L'étude est publiée sous quelle "enseigne", et qui les finance ?
Rappelons que tout ceci n'est absolument pas une spécificité française.
Fin janvier, grâce à un rapport du COE-Rexecode, la presse écrite (y compris le quotidien vespéral de référence qui n'en est plus une), les radios, les journaux télévisés martelaient cette fable : la France a un coût du travail supérieur à celui de l'Allemagne.
Le COE-Rexecode étant une officine du patronat, rien de surprenant à ce que la conclusion de l'étude soient "raccord" avec les mantras de la patronne du MEDEF, l'héritière Laurence Parisot.
Après deux jours de matraquage médiatique, des voix discordantes ont commencé à avoir accès aux mêmes médias, mais le feu était moins nourri, comme disent les publicitaires goguenards.

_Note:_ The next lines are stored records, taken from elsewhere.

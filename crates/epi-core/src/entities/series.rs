use schemars::JsonSchema;
use serde::{Deserialize, Serialize};

use crate::enums::Provenance;

/// Case count observed (or synthesized) for a single year.
#[derive(Debug, Clone, Copy, Serialize, Deserialize, JsonSchema, PartialEq, Eq)]
pub struct YearCount {
    pub year: i32,
    pub cases: u64,
}

/// Ordered per-year case counts for one entity.
#[derive(Debug, Clone, Serialize, Deserialize, JsonSchema, PartialEq, Eq)]
pub struct YearlySeries {
    pub entity: String,
    pub points: Vec<YearCount>,
    pub provenance: Provenance,
}

impl YearlySeries {
    #[must_use]
    pub const fn new(entity: String, points: Vec<YearCount>, provenance: Provenance) -> Self {
        Self {
            entity,
            points,
            provenance,
        }
    }

    #[must_use]
    pub fn len(&self) -> usize {
        self.points.len()
    }

    #[must_use]
    pub fn is_empty(&self) -> bool {
        self.points.is_empty()
    }

    /// Sum of all case counts.
    #[must_use]
    pub fn total(&self) -> u64 {
        self.points.iter().map(|p| p.cases).sum()
    }

    /// Case counts as floats, in year order.
    #[must_use]
    #[allow(clippy::cast_precision_loss)]
    pub fn values(&self) -> Vec<f64> {
        self.points.iter().map(|p| p.cases as f64).collect()
    }

    /// The last observed year, if any.
    #[must_use]
    pub fn last_year(&self) -> Option<i32> {
        self.points.iter().map(|p| p.year).max()
    }

    /// Sort points by year in place.
    pub fn sort_by_year(&mut self) {
        self.points.sort_by_key(|p| p.year);
    }
}
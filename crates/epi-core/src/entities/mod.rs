//! Entity structs for all epicast domain objects.
//!
//! Each entity maps to a table in the libSQL database (see `epi-db`
//! migrations). All structs derive `Serialize`, `Deserialize`, and
//! `JsonSchema` for JSON output and schema validation.

mod aggregate;
mod forecast;
mod series;

pub use aggregate::{EntityTotal, OutbreakRecord};
pub use forecast::{ForecastPoint, StoredForecast};
pub use series::{YearCount, YearlySeries};
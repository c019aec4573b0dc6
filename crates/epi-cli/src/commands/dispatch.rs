use crate::cli::GlobalFlags;
use crate::cli::root_commands::Commands;
use crate::commands;
use crate::context::AppContext;

/// Dispatch a parsed command to the corresponding handler module.
pub async fn dispatch(command: Commands, ctx: &AppContext, flags: &GlobalFlags) -> anyhow::Result<()> {
    match command {
        Commands::Ingest(args) => commands::ingest::handle_aggregates(&args, ctx, flags).await,
        Commands::IngestYearly(args) => commands::ingest::handle_yearly(&args, ctx, flags).await,
        Commands::Run => commands::run::handle(ctx, flags).await,
        Commands::Forecasts(args) => commands::forecasts::handle(&args, ctx, flags).await,
        Commands::Schema(_) => unreachable!("schema is pre-dispatched in main"),
    }
}
//! The fixed historical window of observation years.

use schemars::JsonSchema;
use serde::{Deserialize, Serialize};

use crate::errors::CoreError;

/// First year of the default observation window.
pub const DEFAULT_START_YEAR: i32 = 2007;

/// Last year (inclusive) of the default observation window.
pub const DEFAULT_END_YEAR: i32 = 2022;

/// A contiguous, inclusive, non-empty range of years.
#[derive(Debug, Clone, Copy, PartialEq, Eq, Serialize, Deserialize, JsonSchema)]
pub struct YearWindow {
    start: i32,
    end: i32,
}

impl YearWindow {
    /// Build a window covering `start..=end`.
    ///
    /// # Errors
    ///
    /// Returns `CoreError::InvalidWindow` if `start > end`.
    pub const fn new(start: i32, end: i32) -> Result<Self, CoreError> {
        if start > end {
            return Err(CoreError::InvalidWindow { start, end });
        }
        Ok(Self { start, end })
    }

    #[must_use]
    pub const fn start(self) -> i32 {
        self.start
    }

    #[must_use]
    pub const fn end(self) -> i32 {
        self.end
    }

    /// Number of years in the window (always at least 1).
    #[must_use]
    #[allow(clippy::cast_sign_loss)]
    pub const fn len(self) -> usize {
        (self.end - self.start + 1) as usize
    }

    /// A window is never empty; provided for clippy's `len_without_is_empty`.
    #[must_use]
    pub const fn is_empty(self) -> bool {
        false
    }

    /// Years in ascending order.
    pub fn years(self) -> impl Iterator<Item = i32> {
        self.start..=self.end
    }
}

impl Default for YearWindow {
    fn default() -> Self {
        Self {
            start: DEFAULT_START_YEAR,
            end: DEFAULT_END_YEAR,
        }
    }
}
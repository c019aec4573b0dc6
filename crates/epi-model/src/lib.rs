//! # epi-model
//!
//! The numerical core of epicast:
//! - [`SeriesSynthesizer`] manufactures a per-year series from an aggregate
//!   total when no yearly data exists, with a mild trend and seeded noise,
//!   rescaled so it sums exactly to the total.
//! - [`ForecastEngine`] fits an additive-trend exponential smoothing model
//!   (Holt's linear method) per series and projects it forward, degrading to
//!   a repeated mean when the series is too short, all-zero, or unfittable.
//!
//! Nothing in this crate performs I/O.

pub mod engine;
pub mod error;
pub mod holt;
pub mod synth;

pub use engine::{ForecastEngine, ForecastOutcome, ForecastParams, SeriesQuality};
pub use error::ModelError;
pub use holt::HoltLinear;
pub use synth::{SeriesSynthesizer, SynthesisParams};

/// Arithmetic mean; `0.0` for an empty slice.
#[must_use]
#[allow(clippy::cast_precision_loss)]
pub fn mean(values: &[f64]) -> f64 {
    if values.is_empty() {
        return 0.0;
    }
    values.iter().sum::<f64>() / values.len() as f64
}

/// Sample standard deviation (Bessel's correction). `None` below two values.
#[must_use]
#[allow(clippy::cast_precision_loss)]
pub fn sample_std(values: &[f64]) -> Option<f64> {
    if values.len() < 2 {
        return None;
    }
    let m = mean(values);
    let ss: f64 = values.iter().map(|v| (v - m).powi(2)).sum();
    Some((ss / (values.len() - 1) as f64).sqrt())
}
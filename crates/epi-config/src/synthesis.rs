//! Synthetic series generation configuration.
//!
//! The threshold and multipliers have no derivation behind them; they are
//! exposed so they can be tuned without a rebuild.

use serde::{Deserialize, Serialize};

use crate::error::ConfigError;

const fn default_seed() -> u64 {
    42
}

const fn default_high_burden_threshold() -> u64 {
    10_000
}

const fn default_high_burden_slope() -> f64 {
    0.15
}

const fn default_low_burden_slope() -> f64 {
    0.05
}

const fn default_noise_ratio() -> f64 {
    0.1
}

#[derive(Debug, Clone, Deserialize, Serialize)]
pub struct SynthesisConfig {
    /// Seed for the noise generator.
    #[serde(default = "default_seed")]
    pub seed: u64,

    /// Totals above this get the steeper slope.
    #[serde(default = "default_high_burden_threshold")]
    pub high_burden_threshold: u64,

    #[serde(default = "default_high_burden_slope")]
    pub high_burden_slope: f64,

    #[serde(default = "default_low_burden_slope")]
    pub low_burden_slope: f64,

    /// Noise standard deviation as a share of the per-year base.
    #[serde(default = "default_noise_ratio")]
    pub noise_ratio: f64,
}

impl Default for SynthesisConfig {
    fn default() -> Self {
        Self {
            seed: default_seed(),
            high_burden_threshold: default_high_burden_threshold(),
            high_burden_slope: default_high_burden_slope(),
            low_burden_slope: default_low_burden_slope(),
            noise_ratio: default_noise_ratio(),
        }
    }
}

impl SynthesisConfig {
    pub(crate) fn validate(&self) -> Result<(), ConfigError> {
        for (field, value) in [
            ("synthesis.high_burden_slope", self.high_burden_slope),
            ("synthesis.low_burden_slope", self.low_burden_slope),
            ("synthesis.noise_ratio", self.noise_ratio),
        ] {
            if !value.is_finite() || value < 0.0 {
                return Err(ConfigError::invalid(
                    field,
                    "must be a finite non-negative number",
                ));
            }
        }
        Ok(())
    }
}
//! Synthetic yearly series from aggregate totals.
//!
//! Used only when the yearly store is completely empty. Every entity draws
//! from one seeded generator in generation order, so a run is reproducible
//! given the same seed and the same ordered totals.

use epi_core::entities::{EntityTotal, YearCount, YearlySeries};
use epi_core::enums::Provenance;
use epi_core::window::YearWindow;
use rand::SeedableRng;
use rand::rngs::StdRng;
use rand_distr::{Distribution, Normal};
use serde::{Deserialize, Serialize};

use crate::error::ModelError;

/// Floor for the provisional sum when rescaling.
const SCALE_EPSILON: f64 = 1e-9;

/// Tunables for synthesis.
#[derive(Debug, Clone, Copy, PartialEq, Serialize, Deserialize)]
pub struct SynthesisParams {
    pub seed: u64,
    /// Totals strictly above this use `high_burden_slope`.
    pub high_burden_threshold: u64,
    pub high_burden_slope: f64,
    pub low_burden_slope: f64,
    /// Noise standard deviation as a share of the per-year base.
    pub noise_ratio: f64,
}

impl Default for SynthesisParams {
    fn default() -> Self {
        Self {
            seed: 42,
            high_burden_threshold: 10_000,
            high_burden_slope: 0.15,
            low_burden_slope: 0.05,
            noise_ratio: 0.1,
        }
    }
}

/// Generates synthetic yearly series that sum exactly to their totals.
#[derive(Debug)]
pub struct SeriesSynthesizer {
    params: SynthesisParams,
    rng: StdRng,
}

impl SeriesSynthesizer {
    /// # Errors
    ///
    /// Returns `ModelError::InvalidParameter` if `noise_ratio` or a slope is
    /// negative or non-finite.
    pub fn new(params: SynthesisParams) -> Result<Self, ModelError> {
        for (name, value) in [
            ("noise_ratio", params.noise_ratio),
            ("high_burden_slope", params.high_burden_slope),
            ("low_burden_slope", params.low_burden_slope),
        ] {
            if !value.is_finite() || value < 0.0 {
                return Err(ModelError::InvalidParameter {
                    name: name.into(),
                    reason: "must be a finite non-negative number".into(),
                });
            }
        }
        Ok(Self {
            params,
            rng: StdRng::seed_from_u64(params.seed),
        })
    }

    /// Synthesize one entity's series, advancing the shared generator.
    ///
    /// # Errors
    ///
    /// Returns `ModelError::Noise` if the noise spread overflows to a
    /// non-finite value.
    #[allow(
        clippy::cast_precision_loss,
        clippy::cast_possible_truncation,
        clippy::cast_sign_loss
    )]
    pub fn synthesize(
        &mut self,
        entity: &str,
        total_cases: u64,
        window: YearWindow,
    ) -> Result<YearlySeries, ModelError> {
        let n = window.len() as f64;
        let total = total_cases as f64;
        let base = total / n;

        let multiplier = if total_cases > self.params.high_burden_threshold {
            self.params.high_burden_slope
        } else {
            self.params.low_burden_slope
        };
        let slope = multiplier * base / n;

        let noise = Normal::new(0.0, base * self.params.noise_ratio)
            .map_err(|e| ModelError::Noise(e.to_string()))?;

        let provisional: Vec<f64> = (0..window.len())
            .map(|i| (base + slope * i as f64 + noise.sample(&mut self.rng)).max(0.0))
            .collect();

        let scale = total / provisional.iter().sum::<f64>().max(SCALE_EPSILON);
        let mut yearly: Vec<u64> = provisional
            .iter()
            .map(|v| (v * scale).round_ties_even().max(0.0) as u64)
            .collect();

        correct_drift(&mut yearly, total_cases);

        tracing::debug!(entity, total_cases, slope, scale, "synthesized yearly series");

        let points = window
            .years()
            .zip(yearly)
            .map(|(year, cases)| YearCount { year, cases })
            .collect();
        Ok(YearlySeries::new(
            entity.to_string(),
            points,
            Provenance::Synthetic,
        ))
    }

    /// Synthesize every entity in the given order.
    ///
    /// # Errors
    ///
    /// Returns the first `ModelError` raised by [`Self::synthesize`].
    pub fn synthesize_all(
        &mut self,
        totals: &[EntityTotal],
        window: YearWindow,
    ) -> Result<Vec<YearlySeries>, ModelError> {
        totals
            .iter()
            .map(|t| self.synthesize(&t.name, t.total_cases, window))
            .collect()
    }
}

/// Force `yearly` to sum to `total`.
///
/// The whole difference lands on the last year. A surplus larger than the
/// last year's value is taken from the preceding years, latest first, so no
/// value goes negative.
fn correct_drift(yearly: &mut [u64], total: u64) {
    let sum: u64 = yearly.iter().sum();
    let Some(last) = yearly.last_mut() else {
        return;
    };
    if sum <= total {
        *last += total - sum;
        return;
    }

    let mut surplus = sum - total;
    for value in yearly.iter_mut().rev() {
        let take = surplus.min(*value);
        *value -= take;
        surplus -= take;
        if surplus == 0 {
            break;
        }
    }
}

#[cfg(test)]
mod tests {
    use super::*;
    use pretty_assertions::assert_eq;

    fn window() -> YearWindow {
        YearWindow::new(2007, 2022).unwrap()
    }

    #[test]
    fn drift_deficit_goes_to_last_year() {
        let mut yearly = vec![3, 3, 3];
        correct_drift(&mut yearly, 11);
        assert_eq!(yearly, vec![3, 3, 5]);
    }

    #[test]
    fn drift_surplus_comes_off_last_year() {
        let mut yearly = vec![3, 3, 3];
        correct_drift(&mut yearly, 8);
        assert_eq!(yearly, vec![3, 3, 2]);
    }

    #[test]
    fn drift_surplus_beyond_last_year_walks_backwards() {
        let mut yearly = vec![1, 1, 1, 1];
        correct_drift(&mut yearly, 1);
        assert_eq!(yearly, vec![1, 0, 0, 0]);
    }

    #[test]
    fn zero_total_gives_all_zero_series() {
        let mut synth = SeriesSynthesizer::new(SynthesisParams::default()).unwrap();
        let series = synth.synthesize("Plague", 0, window()).unwrap();
        assert_eq!(series.len(), 16);
        assert!(series.points.iter().all(|p| p.cases == 0));
        assert_eq!(series.provenance, Provenance::Synthetic);
    }

    #[test]
    fn series_covers_window_in_order() {
        let mut synth = SeriesSynthesizer::new(SynthesisParams::default()).unwrap();
        let series = synth.synthesize("Cholera", 64_530, window()).unwrap();
        let years: Vec<i32> = series.points.iter().map(|p| p.year).collect();
        assert_eq!(years, (2007..=2022).collect::<Vec<_>>());
        assert_eq!(series.total(), 64_530);
    }

    #[test]
    fn negative_noise_ratio_is_rejected() {
        let err = SeriesSynthesizer::new(SynthesisParams {
            noise_ratio: -1.0,
            ..SynthesisParams::default()
        })
        .unwrap_err();
        assert!(matches!(
            err,
            ModelError::InvalidParameter { ref name, .. } if name == "noise_ratio"
        ));
    }

    #[test]
    fn non_finite_slope_is_rejected() {
        let err = SeriesSynthesizer::new(SynthesisParams {
            high_burden_slope: f64::NAN,
            ..SynthesisParams::default()
        })
        .unwrap_err();
        assert!(matches!(
            err,
            ModelError::InvalidParameter { ref name, .. } if name == "high_burden_slope"
        ));
    }

    #[test]
    fn overflowing_noise_spread_is_a_noise_error() {
        let mut synth = SeriesSynthesizer::new(SynthesisParams {
            noise_ratio: f64::MAX,
            ..SynthesisParams::default()
        })
        .unwrap();
        let err = synth.synthesize("Measles", 500, window()).unwrap_err();
        assert!(matches!(err, ModelError::Noise(_)));
    }

    #[test]
    fn high_burden_entities_trend_upward() {
        // No noise isolates the injected trend.
        let mut synth = SeriesSynthesizer::new(SynthesisParams {
            noise_ratio: 0.0,
            ..SynthesisParams::default()
        })
        .unwrap();
        let series = synth.synthesize("Malaria", 160_000, window()).unwrap();
        let first = series.points.first().unwrap().cases;
        let last = series.points.last().unwrap().cases;
        assert!(last > first, "expected upward trend: {first} -> {last}");
    }

    #[test]
    fn generation_order_changes_later_series() {
        let params = SynthesisParams::default();

        let mut a = SeriesSynthesizer::new(params).unwrap();
        let first_a = a.synthesize("Anthrax", 900, window()).unwrap();

        let mut b = SeriesSynthesizer::new(params).unwrap();
        b.synthesize("Cholera", 64_530, window()).unwrap();
        let second_b = b.synthesize("Anthrax", 900, window()).unwrap();

        assert_eq!(first_a.total(), second_b.total());
        assert_ne!(first_a.points, second_b.points);
    }
}
//! Configuration error types.

use thiserror::Error;

#[derive(Debug, Error)]
pub enum ConfigError {
    /// Figment extraction or merge error.
    #[error("Configuration error: {0}")]
    Figment(#[from] Box<figment::Error>),

    /// A configuration field has an invalid value.
    #[error("Invalid configuration value for '{field}': {reason}")]
    InvalidValue { field: String, reason: String },
}

impl From<figment::Error> for ConfigError {
    fn from(error: figment::Error) -> Self {
        Self::Figment(Box::new(error))
    }
}

impl ConfigError {
    pub(crate) fn invalid(field: &str, reason: impl Into<String>) -> Self {
        Self::InvalidValue {
            field: field.to_string(),
            reason: reason.into(),
        }
    }
}
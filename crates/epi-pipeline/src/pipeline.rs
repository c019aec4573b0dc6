//! Batch orchestration over an [`OutbreakStore`].
//!
//! ```text
//! run:
//!   seed_if_empty ── yearly store empty? ──► synthesize all totals ──► insert-if-absent
//!                 └─ any rows present ────► skip (existing rows are authoritative)
//!   load series ──► forecast_batch (per entity, isolated) ──► upsert forecasts
//! ```

use epi_config::EpiConfig;
use epi_core::entities::YearlySeries;
use epi_core::responses::RunSummary;
use epi_core::store::OutbreakStore;
use epi_core::window::YearWindow;
use epi_model::{ForecastEngine, ForecastParams, SeriesSynthesizer, SynthesisParams};

use crate::batch::{ForecastBatch, batch_provenance};
use crate::error::PipelineError;

/// Synthesize-if-empty, forecast, persist.
#[derive(Debug, Clone)]
pub struct ForecastPipeline {
    window: YearWindow,
    synthesis: SynthesisParams,
    engine: ForecastEngine,
}

impl ForecastPipeline {
    /// # Errors
    ///
    /// Returns `PipelineError::Model` if the synthesis parameters are invalid.
    pub fn new(
        window: YearWindow,
        synthesis: SynthesisParams,
        engine: ForecastEngine,
    ) -> Result<Self, PipelineError> {
        SeriesSynthesizer::new(synthesis)?;
        Ok(Self {
            window,
            synthesis,
            engine,
        })
    }

    /// Build from loaded configuration.
    ///
    /// # Errors
    ///
    /// Returns `PipelineError::Config` for an invalid window, or
    /// `PipelineError::Model` for unusable engine or synthesis parameters.
    pub fn from_config(config: &EpiConfig) -> Result<Self, PipelineError> {
        let window = config.window.year_window()?;
        let synthesis = SynthesisParams {
            seed: config.synthesis.seed,
            high_burden_threshold: config.synthesis.high_burden_threshold,
            high_burden_slope: config.synthesis.high_burden_slope,
            low_burden_slope: config.synthesis.low_burden_slope,
            noise_ratio: config.synthesis.noise_ratio,
        };
        let engine = ForecastEngine::new(ForecastParams {
            horizon: config.forecast.horizon,
            min_fit_points: config.forecast.min_fit_points,
            z_score: config.forecast.z_score,
            fallback_sd_ratio: config.forecast.fallback_sd_ratio,
            fallback_sd: config.forecast.fallback_sd,
        })?;
        Self::new(window, synthesis, engine)
    }

    #[must_use]
    pub const fn window(&self) -> YearWindow {
        self.window
    }

    #[must_use]
    pub const fn engine(&self) -> &ForecastEngine {
        &self.engine
    }

    /// Fill the yearly store with synthetic series when it holds no rows at all.
    ///
    /// Returns the number of entities synthesized, or `None` when the store
    /// already had rows and synthesis was skipped.
    ///
    /// # Errors
    ///
    /// Returns `PipelineError::Upstream` if the store fails, or
    /// `PipelineError::Model` if synthesis parameters are invalid.
    pub async fn seed_if_empty<S: OutbreakStore>(
        &self,
        store: &S,
    ) -> Result<Option<usize>, PipelineError> {
        let existing = store
            .count_yearly_rows()
            .await
            .map_err(PipelineError::upstream)?;
        if existing > 0 {
            tracing::info!(rows = existing, "yearly series present; skipping synthesis");
            return Ok(None);
        }

        let totals = store.list_totals().await.map_err(PipelineError::upstream)?;
        tracing::info!(
            entities = totals.len(),
            start = self.window.start(),
            end = self.window.end(),
            "no yearly data; synthesizing from aggregate totals"
        );

        let mut synthesizer = SeriesSynthesizer::new(self.synthesis)?;
        let series = synthesizer.synthesize_all(&totals, self.window)?;
        let inserted = store
            .insert_yearly_series(&series)
            .await
            .map_err(PipelineError::upstream)?;
        tracing::info!(entities = series.len(), rows = inserted, "stored synthetic series");

        Ok(Some(series.len()))
    }

    /// Forecast every non-empty series independently.
    ///
    /// Never fails: a series the model cannot handle comes back with a
    /// degraded method instead.
    #[must_use]
    pub fn forecast_batch(&self, series: &[YearlySeries]) -> ForecastBatch {
        let provenance = batch_provenance(series);
        let mut batch = ForecastBatch {
            provenance,
            ..ForecastBatch::default()
        };
        let Some(stamp) = provenance else {
            return batch;
        };

        for s in series {
            if s.is_empty() {
                tracing::warn!(entity = %s.entity, "series has no observations; skipping");
                continue;
            }
            let outcome = self.engine.forecast(s);
            if outcome.method.is_degraded() {
                tracing::warn!(
                    entity = %s.entity,
                    method = %outcome.method,
                    points = s.len(),
                    "forecast degraded to mean"
                );
            } else {
                tracing::debug!(entity = %s.entity, points = s.len(), "forecast fitted");
            }
            *batch
                .methods
                .entry(outcome.method.label().to_string())
                .or_default() += 1;
            batch.entities += 1;
            batch.rows.extend(outcome.into_points(&s.entity, stamp));
        }
        batch
    }

    /// Run the full pipeline against a store.
    ///
    /// # Errors
    ///
    /// Returns `PipelineError::Upstream` on any store failure. Model
    /// problems for individual entities do not abort the run.
    pub async fn run<S: OutbreakStore>(&self, store: &S) -> Result<RunSummary, PipelineError> {
        let synthesized = self.seed_if_empty(store).await?;

        let series = store
            .load_yearly_series()
            .await
            .map_err(PipelineError::upstream)?;
        tracing::info!(series = series.len(), "loaded yearly series");

        let batch = self.forecast_batch(&series);
        let written = if batch.is_empty() {
            0
        } else {
            store
                .upsert_forecasts(&batch.rows)
                .await
                .map_err(PipelineError::upstream)?
        };
        tracing::info!(
            rows = written,
            entities = batch.entities,
            degraded = batch.degraded(),
            provenance = ?batch.provenance,
            "wrote forecasts"
        );

        Ok(RunSummary {
            synthesized: synthesized.is_some(),
            synthesized_entities: synthesized.unwrap_or(0),
            series_count: batch.entities,
            forecast_rows: written,
            horizon: self.engine.horizon(),
            provenance: batch.provenance,
            methods: batch.methods,
        })
    }
}

impl Default for ForecastPipeline {
    fn default() -> Self {
        Self {
            window: YearWindow::default(),
            synthesis: SynthesisParams::default(),
            engine: ForecastEngine::default(),
        }
    }
}

#[cfg(test)]
mod tests {
    use std::collections::BTreeMap;

    use super::*;
    use epi_core::entities::YearCount;
    use epi_core::enums::{ForecastMethod, Provenance};
    use epi_model::ModelError;
    use pretty_assertions::assert_eq;

    fn series(entity: &str, start: i32, cases: &[u64], provenance: Provenance) -> YearlySeries {
        let points = cases
            .iter()
            .zip(start..)
            .map(|(&cases, year)| YearCount { year, cases })
            .collect();
        YearlySeries::new(entity.into(), points, provenance)
    }

    #[test]
    fn batch_stamps_global_provenance_on_every_row() {
        let pipeline = ForecastPipeline::default();
        let batch = pipeline.forecast_batch(&[
            series("Cholera", 2019, &[100, 120, 140, 160], Provenance::Synthetic),
            series("Measles", 2020, &[5, 7], Provenance::Real),
        ]);

        assert_eq!(batch.entities, 2);
        assert_eq!(batch.rows.len(), 6);
        assert!(batch.rows.iter().all(|r| r.provenance == Provenance::Real));
    }

    #[test]
    fn entities_are_forecast_independently() {
        let pipeline = ForecastPipeline::default();
        let cholera = series("Cholera", 2019, &[100, 120, 140, 160], Provenance::Real);
        let rabies = series("Rabies", 2015, &[0, 0, 0, 0], Provenance::Real);

        let together = pipeline.forecast_batch(&[cholera.clone(), rabies.clone()]);
        let reversed = pipeline.forecast_batch(&[rabies, cholera.clone()]);
        let alone = pipeline.forecast_batch(&[cholera]);

        let cholera_rows = |b: &ForecastBatch| {
            b.rows
                .iter()
                .filter(|r| r.entity == "Cholera")
                .cloned()
                .collect::<Vec<_>>()
        };
        assert_eq!(cholera_rows(&together), cholera_rows(&alone));
        assert_eq!(cholera_rows(&reversed), cholera_rows(&alone));
        assert_eq!(
            together.methods,
            BTreeMap::from([
                ("holt-winters-additive".to_string(), 1),
                ("naive-mean".to_string(), 1),
            ])
        );
    }

    #[test]
    fn empty_series_are_skipped() {
        let pipeline = ForecastPipeline::default();
        let batch = pipeline.forecast_batch(&[
            YearlySeries::new("Ghost".into(), Vec::new(), Provenance::Synthetic),
            series("Anthrax", 2021, &[2, 4], Provenance::Synthetic),
        ]);
        assert_eq!(batch.entities, 1);
        assert!(batch.rows.iter().all(|r| r.entity == "Anthrax"));
        assert!(
            batch
                .rows
                .iter()
                .all(|r| r.method == ForecastMethod::NaiveMean)
        );
    }

    #[test]
    fn empty_input_gives_empty_batch() {
        let batch = ForecastPipeline::default().forecast_batch(&[]);
        assert!(batch.is_empty());
        assert_eq!(batch.provenance, None);
    }

    #[test]
    fn from_config_carries_horizon_and_window() {
        let mut config = EpiConfig::default();
        config.forecast.horizon = 5;
        config.window.start_year = 2010;
        let pipeline = ForecastPipeline::from_config(&config).unwrap();

        assert_eq!(pipeline.engine().horizon(), 5);
        assert_eq!(pipeline.window().start(), 2010);
        assert_eq!(pipeline.window().end(), 2022);
    }

    #[test]
    fn from_config_passes_fallback_sd_to_engine() {
        let mut config = EpiConfig::default();
        config.forecast.fallback_sd = f64::NAN;
        assert!(matches!(
            ForecastPipeline::from_config(&config),
            Err(PipelineError::Model(ModelError::InvalidParameter { ref name, .. }))
                if name == "fallback_sd"
        ));
    }

    #[test]
    fn from_config_rejects_negative_noise_ratio() {
        let mut config = EpiConfig::default();
        config.synthesis.noise_ratio = -0.1;
        assert!(matches!(
            ForecastPipeline::from_config(&config),
            Err(PipelineError::Model(ModelError::InvalidParameter { ref name, .. }))
                if name == "noise_ratio"
        ));
    }

    #[test]
    fn new_rejects_negative_noise_ratio() {
        let result = ForecastPipeline::new(
            YearWindow::default(),
            SynthesisParams {
                noise_ratio: -1.0,
                ..SynthesisParams::default()
            },
            ForecastEngine::default(),
        );
        assert!(matches!(result, Err(PipelineError::Model(_))));
    }

    #[test]
    fn from_config_rejects_inverted_window() {
        let mut config = EpiConfig::default();
        config.window.start_year = 2030;
        assert!(matches!(
            ForecastPipeline::from_config(&config),
            Err(PipelineError::Config(_))
        ));
    }
}
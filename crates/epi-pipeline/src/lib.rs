//! # epi-pipeline
//!
//! The batch orchestrator of epicast. [`ForecastPipeline::run`] decides
//! whether synthetic yearly data is needed, forecasts each entity in
//! isolation, and hands the rows to the store for upsert.
//!
//! The pipeline does not retry. A store failure is
//! [`PipelineError::Upstream`] and ends the run; retrying is the
//! collaborator's business.

mod batch;
mod error;
mod pipeline;

pub use batch::{ForecastBatch, batch_provenance};
pub use error::PipelineError;
pub use pipeline::ForecastPipeline;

Enfin, pour ceux qui suivent ces choses-là, une réponse circonstanciée paraissait dans le Monde économique du 15 février sous la plume de l'économiste Philippe Askenazy.
Voici en résumé le détail de la "préparation COE-Rexecode" : prenez les chiffres des comptes nationaux pour comparer la productivité des travailleurs français et allemands ; mais pour les salaires et les coûts du travail, utilisez une autre source, l'enquête 2008 européenne sur le coût du travail, qui nécessite « un bricolage pour estimer le nombre d'heures travaillées dans l'Hexagone », car, quand les comptes nationaux disent que les Français travaillent plus que les Allemands, l'enquête affirme quant à elle un écart contraire de 10 % ; après le choix judicieux du chiffre européen, l'arithmétique est incontestable !
« Voilà comment on peut manipuler l'opinion publique », écrit Askenazy.
C'est pourquoi nous écrivons que l'économie vaut la médecine.